Beyond the Newsletters … How Do People of Color View Ron Paul?
The mainstream media says Ron Paul is a racist.
But Paul voted to recognize Martin Luther King day as a public holiday, the only time in history that the Congressman has ever voted for something that is not explicitly authorized in the Constitution. Paul has also publicly praised Martin Luther King as his hero on many occasions spanning back 20 years.
Is that the behavior of a racist?
And – at the same time the “racist” newsletters were released – Paul was publicly giving speeches decrying the racist drug war. Ron Paul stated that drugs should be legal and that drugs were illegal for two reasons. One of the reasons was a racist campaign to create the means to target minorities for arrest and imprisonment by making their drug of choice illegal:
And watch this:
Indeed, the latest CNN/ORC poll finds that Paul scores highest amongst minorities when matched up against Barack Obama in a hypothetical election head to head. Paul scores 25% of the vote amongst non-whites, whereas Romney polls at 20% and Gingrich gets 15%.
The president of the Austin, Texas branch of the NAACP – asked directly if Ron Paul was a racist, replied:
“No I don’t.”
He added that he had heard Ron Paul speak out about police repression of black communities and mandatory minimum sentences on many occasions.
Many African-Americans support Paul:
As do other minorities.
Daily Caller notes:
Two former opponents of Rep.

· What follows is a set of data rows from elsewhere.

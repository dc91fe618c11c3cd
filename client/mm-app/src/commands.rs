use crate::cli::{Commands, MatchesCommands, MemberArgs, MembersCommands};
use crate::routes::Route;
use crate::views::{BrowseView, LoginView, MatchesView, MembersView};
use crate::{App, AppErrorResult, Notice};

use mm_api::MemberForm;
use mm_core::UserId;
use mm_session::KeyValueStore;

use std::process::ExitCode;

use serde::Serialize;
use serde_json::{Value, json};

/// Result of one command: an optional notice for the user and optional data.
#[derive(Debug, Default, Serialize)]
pub struct Output {
    #[serde(skip_serializing_if = "Option::is_none")]
    pub notice: Option<Notice>,
    #[serde(skip_serializing_if = "Option::is_none")]
    pub data: Option<Value>,
}

impl Output {
    pub fn notice(notice: Notice) -> Self {
        Self {
            notice: Some(notice),
            data: None,
        }
    }

    pub fn data(data: impl Serialize) -> AppErrorResult<Self> {
        Ok(Self {
            notice: None,
            data: Some(serde_json::to_value(data)?),
        })
    }

    pub fn with_notice(mut self, notice: Option<Notice>) -> Self {
        self.notice = notice;
        self
    }

    /// Notices go to stderr, data to stdout as JSON.
    pub fn print(&self, pretty: bool) -> AppErrorResult<ExitCode> {
        if let Some(ref notice) = self.notice {
            eprintln!("{notice}");
        }

        if let Some(ref data) = self.data {
            let json = if pretty {
                serde_json::to_string_pretty(data)?
            } else {
                serde_json::to_string(data)?
            };
            println!("{json}");
        }

        Ok(if self.is_failure() {
            ExitCode::FAILURE
        } else {
            ExitCode::SUCCESS
        })
    }

    pub fn is_failure(&self) -> bool {
        self.notice.as_ref().is_some_and(Notice::is_failure)
    }
}

/// Runs one command against the app.
pub async fn execute<S: KeyValueStore>(
    command: Commands,
    app: &mut App<S>,
) -> AppErrorResult<Output> {
    match command {
        Commands::Login { username, password } => login(app, &username, &password).await,
        Commands::Logout => {
            app.session.logout();
            app.navigate(Route::Login);
            Ok(Output::notice(Notice::info("Logged out.")))
        }
        Commands::Whoami => match app.identity() {
            Some(identity) => Output::data(json!({
                "identity": identity,
                "route": app.route(),
            })),
            None => Ok(Output::notice(Notice::info("Not logged in."))),
        },
        Commands::People => people(app).await,
        Commands::Select { id } => select(app, &id).await,
        Commands::Selection => {
            if let Err(denied) = enter(app, Route::MatchMaking) {
                return Ok(denied);
            }
            let mut view = BrowseView::open(app);
            Ok(Output::data(view.selection())?.with_notice(view.take_notice()))
        }
        Commands::Submit => submit(app).await,
        Commands::Matches { action } => matches(app, action).await,
        Commands::Members { action } => members(app, action).await,
    }
}

/// Navigates to `route`, or explains why the viewer was turned away.
fn enter<S: KeyValueStore>(app: &mut App<S>, route: Route) -> Result<(), Output> {
    if app.navigate(route) {
        return Ok(());
    }
    let notice = match app.route() {
        Route::Login => Notice::warning("Please log in first."),
        _ => Notice::warning("You don't have access to that page."),
    };
    Err(Output::notice(notice))
}

async fn login<S: KeyValueStore>(
    app: &mut App<S>,
    username: &str,
    password: &str,
) -> AppErrorResult<Output> {
    let mut view = LoginView::new();
    let notice = view.submit(app, username, password).await;

    match app.identity() {
        Some(identity) if notice.as_ref().is_some_and(|n| !n.is_failure()) => {
            Ok(Output::data(json!({
                "identity": identity,
                "route": app.route(),
            }))?
            .with_notice(notice))
        }
        _ => Ok(Output::default().with_notice(notice)),
    }
}

async fn people<S: KeyValueStore>(app: &mut App<S>) -> AppErrorResult<Output> {
    if let Err(denied) = enter(app, Route::MatchMaking) {
        return Ok(denied);
    }

    let mut view = BrowseView::open(app);
    if let Some(failure) = view.load(app).await {
        return Ok(Output::notice(failure));
    }

    Ok(Output::data(json!({
        "people": view.visible(app),
        "selected": view.selection().ids(),
        "capacity": view.selection().capacity(),
    }))?
    .with_notice(view.take_notice()))
}

async fn select<S: KeyValueStore>(app: &mut App<S>, id: &UserId) -> AppErrorResult<Output> {
    if let Err(denied) = enter(app, Route::MatchMaking) {
        return Ok(denied);
    }

    let mut view = BrowseView::open(app);
    if let Some(failure) = view.load(app).await {
        return Ok(Output::notice(failure));
    }

    let toggled = view.toggle(app, id);
    let notice = match view.take_notice() {
        Some(restored) => Notice::new(
            toggled.level,
            format!("{} {}", restored.message, toggled.message),
        ),
        None => toggled,
    };
    Ok(Output::data(view.selection())?.with_notice(Some(notice)))
}

async fn submit<S: KeyValueStore>(app: &mut App<S>) -> AppErrorResult<Output> {
    if let Err(denied) = enter(app, Route::MatchMaking) {
        return Ok(denied);
    }

    let mut view = BrowseView::open(app);
    match view.submit(app).await {
        Some(notice) if notice.is_failure() => Ok(Output::notice(notice)),
        Some(notice) => Ok(Output::data(json!({ "route": app.route() }))?.with_notice(Some(notice))),
        None => Ok(Output::notice(Notice::info("Nothing selected yet."))),
    }
}

async fn matches<S: KeyValueStore>(
    app: &mut App<S>,
    action: MatchesCommands,
) -> AppErrorResult<Output> {
    if let Err(denied) = enter(app, Route::Matches) {
        return Ok(denied);
    }

    let mut view = MatchesView::new();
    let notice = match action {
        MatchesCommands::List => {
            if let Some(failure) = view.load(app).await {
                return Ok(Output::notice(failure));
            }
            None
        }
        MatchesCommands::Generate => Some(view.generate(app).await),
        MatchesCommands::Clear { yes } => return Ok(Output::notice(view.clear(app, yes).await)),
    };

    match view.state().data() {
        Some(list) => Ok(Output::data(list)?.with_notice(notice)),
        None => Ok(Output::default().with_notice(notice)),
    }
}

async fn members<S: KeyValueStore>(
    app: &mut App<S>,
    action: MembersCommands,
) -> AppErrorResult<Output> {
    let route = match action {
        MembersCommands::Add { .. } => Route::AddMember,
        MembersCommands::Edit { ref id, .. } => Route::EditMember(id.clone()),
        MembersCommands::List | MembersCommands::Info { .. } | MembersCommands::Delete { .. } => {
            Route::Members
        }
    };
    if let Err(denied) = enter(app, route) {
        return Ok(denied);
    }

    let mut view = MembersView::new();
    match action {
        MembersCommands::List => {
            if let Some(failure) = view.load(app).await {
                return Ok(Output::notice(failure));
            }
            match view.state().data() {
                Some(members) => Output::data(members),
                None => Ok(Output::default()),
            }
        }
        MembersCommands::Info { id } => match view.info(app, &id).await {
            Ok(member) => Output::data(member),
            Err(notice) => Ok(Output::notice(notice)),
        },
        MembersCommands::Add { fields } => {
            let form = match filled_form(MemberForm::default(), fields) {
                Ok(form) => form,
                Err(notice) => return Ok(Output::notice(notice)),
            };
            Ok(Output::notice(view.add(app, &form).await))
        }
        MembersCommands::Edit { id, fields, yes } => {
            let stored = match view.edit_form(app, &id).await {
                Ok(form) => form,
                Err(notice) => return Ok(Output::notice(notice)),
            };
            let form = match filled_form(stored, fields) {
                Ok(form) => form,
                Err(notice) => return Ok(Output::notice(notice)),
            };
            Ok(Output::notice(view.update(app, &id, &form, yes).await))
        }
        MembersCommands::Delete { id, yes } => {
            Ok(Output::notice(view.delete(app, &id, yes).await))
        }
    }
}

fn filled_form(mut form: MemberForm, fields: MemberArgs) -> Result<MemberForm, Notice> {
    fields.apply(&mut form)?;
    Ok(form)
}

Ron Paul, one of whom once worked for the Texas congressman, have come forward to discuss racist comments in newsletters published by the Republican presidential candidate.
Even though the newsletters were never a secret, a former Democratic consultant told The Atlantic’s Molly Ball that plans to turn them into an issue during Paul’s 1996 campaign for Congress never picked up steam ….
Eric Dondero, a Paul-staffer turned 2008 primary opponent … recently published an account including his thoughts on Ron Paul and the racist newsletters. He wrote that while many of the Paul’s views are old-fashioned or eccentric, Paul is neither a racist nor an anti-Semite.
“I worked for the man for 12 years, pretty consistently,” Dondero writes. “I never heard a racist word expressed towards Blacks or Jews come out of his mouth. Not once. And understand, I was his close personal assistant.”
Dondero says Paul has no problem with American Jews, and even worked to befriend the very small Jewish community in his own district.
Despite the uproar over the newsletters, Paul continues to poll well in early primary states, and is currently leading the rest of the Republican field in Iowa according to the RealClearPolitics polling average.
How Would Paul’s Actions Actually Affect People of Color?
President Obama is continuing the wars against brown-skinned people throughout the North Africa and the Middle East planned 20 years ago by the Neoconservatives. Martin Luther King would have been outraged … as is Ron Paul.
Unemployment is hitting African-Americans much harder than any other group. Indeed, blacks are experiencing Depression levels of unemployment. And yet Obama thinks that high unemployment is a good thing.
I voted for Obama in 2008, and was very happy that an African-American had won. I am voting for Ron Paul in 2012.
I believe that Paul will – on the whole – treat people of color in the U.S. and abroad better than Obama.
The bottom line is that – while Obama might be African-American and Ron Paul is white – I think Paul’s actions will help minorities much more than Obama’s. Many people of color agree with me.